A Delicious Look into Puerto Rican Ceviche: Recipe, Ingredients, and More!

If you’re a food lover, you must have tasted or at least heard of ceviche – one of the most popular seafood dishes originating from South America. Although its origin is disputed, the dish has taken on various forms throughout several regions. In recent years, Puerto Rican ceviche has gained popularity among foodies worldwide. But what exactly is Puerto Rican ceviche, and how does it differ from other types of ceviche? This post aims to provide a detailed answer to all these questions, plus a recipe for you to make your own Puerto Rican ceviche at home!
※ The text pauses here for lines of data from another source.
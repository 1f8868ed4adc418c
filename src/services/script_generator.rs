//! Renders and installs the status line shell script.

use std::fs;
use std::path::Path;
use std::time::Duration;

use minijinja::{Environment, UndefinedBehavior, context};
use tracing::{debug, info};

use crate::domain::AppError;
use crate::domain::StatusColors;
use crate::domain::statusline_config::COLOR_RESET;
use crate::ports::{CommandOutput, CommandRequest, CommandRunnerPort};

const TEMPLATE_NAME: &str = "statusline-command.sh";
const TEMPLATE: &str = include_str!("../assets/statusline/statusline-command.sh");

/// Minimal host payload fed to the script when checking it.
pub const SAMPLE_INPUT: &str = r#"{"model":{"display_name":"Test Model"}}"#;

/// Upper bound on a single sample run of the script.
pub const SAMPLE_TIMEOUT: Duration = Duration::from_secs(5);

/// Glyphs that open each segment of the rendered line, in order.
pub const SEGMENT_GLYPHS: [&str; 4] = ["🕐", "🤖", "🌿", "💰"];

/// Render the script body for the given palette.
pub fn render(colors: &StatusColors) -> Result<String, AppError> {
    colors.validate()?;

    let mut env = Environment::new();
    env.set_undefined_behavior(UndefinedBehavior::Strict);
    env.set_keep_trailing_newline(true);
    env.add_template(TEMPLATE_NAME, TEMPLATE)
        .map_err(|err| AppError::Template(format!("failed to load template: {}", err)))?;

    env.get_template(TEMPLATE_NAME)
        .map_err(|err| AppError::Template(format!("failed to access template: {}", err)))?
        .render(context! {
            time_color => colors.time,
            model_color => colors.model,
            git_color => colors.git,
            cost_color => colors.cost,
            reset => COLOR_RESET,
        })
        .map_err(|err| AppError::Template(err.to_string()))
}

/// Write the rendered script to `target` and make it executable by its owner.
pub fn generate(target: &Path, colors: &StatusColors) -> Result<(), AppError> {
    let script = render(colors)?;

    if let Some(parent) = target.parent() {
        fs::create_dir_all(parent)?;
    }
    fs::write(target, &script)?;

    #[cfg(unix)]
    {
        use std::os::unix::fs::PermissionsExt;
        let mut perms = fs::metadata(target)?.permissions();
        perms.set_mode(0o755);
        fs::set_permissions(target, perms)?;
    }

    info!(path = %target.display(), "generated status line script");
    Ok(())
}

/// Run the installed script once with [`SAMPLE_INPUT`] under `bash`.
pub fn run_sample(
    runner: &impl CommandRunnerPort,
    script: &Path,
) -> Result<CommandOutput, AppError> {
    let script = script.to_string_lossy();
    let args = [script.as_ref()];
    let request =
        CommandRequest::new("bash", &args).with_input(SAMPLE_INPUT).with_timeout(SAMPLE_TIMEOUT);
    let output = runner.run(&request)?;
    debug!(exit_code = ?output.exit_code, timed_out = output.timed_out, "sample run finished");
    Ok(output)
}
The Best Puerto Rican Ceviche Recipe

Are you a seafood lover? Do you enjoy exotic flavors and delicious dishes that will transport you to faraway lands? Then you might want to try the Puerto Rican ceviche recipe, a refreshing and tangy mix of fresh seafood, tropical fruits, and spices that will blow your mind.

A Brief History of Puerto Rican Ceviche

Ceviche is a dish that originated in South America, where it was made with raw fish cured in citrus juice, salt, and chili peppers. This technique was brought to the Caribbean by Spanish colonizers and adapted to local ingredients and culinary traditions.

puerto rican ceviche

In Puerto Rico, ceviche is a popular dish that is prepared with a variety of seafood, such as shrimp, octopus, or conch. It is usually served as an appetizer or snack, accompanied by plantain chips or tostones.


To make Puerto Rican ceviche, you will need the following ingredients:

  • 1 lb of fresh seafood (shrimp, octopus, or conch)
  • 1 cup of lime juice
  • 1 cup of diced tomatoes
  • 1 cup of diced onions
  • 1 cup of diced peppers (sweet or spicy)
  • 1 cup of diced pineapple or mango
  • 1/2 cup of chopped cilantro
  • Salt and pepper to taste


    puerto rican ceviche

  1. Clean and chop the seafood into bite-sized pieces and put them in a bowl.
  2. Add the lime juice, cover the bowl, and refrigerate for at least 30 minutes or until the seafood turns opaque and cooked.
  3. Drain the excess lime juice and add the diced tomatoes, onions, peppers, and pineapple/mango.
  4. Season with salt, pepper, and chopped cilantro.
  5. Mix well and refrigerate for another 10-15 minutes for the flavors to meld.
  6. Serve cold with plantain chips or tostones.

Tips and Variations

  • You can use any combination of seafood that you like, as long as it’s fresh and not previously frozen.
  • If you don’t have access to fresh fruit, you can use canned pineapple or mango.
  • For a spicier kick, you can add some jalapeño or habanero peppers.
  • Some Puerto Rican chefs like to add coconut milk or avocado to their ceviche for a creamier texture.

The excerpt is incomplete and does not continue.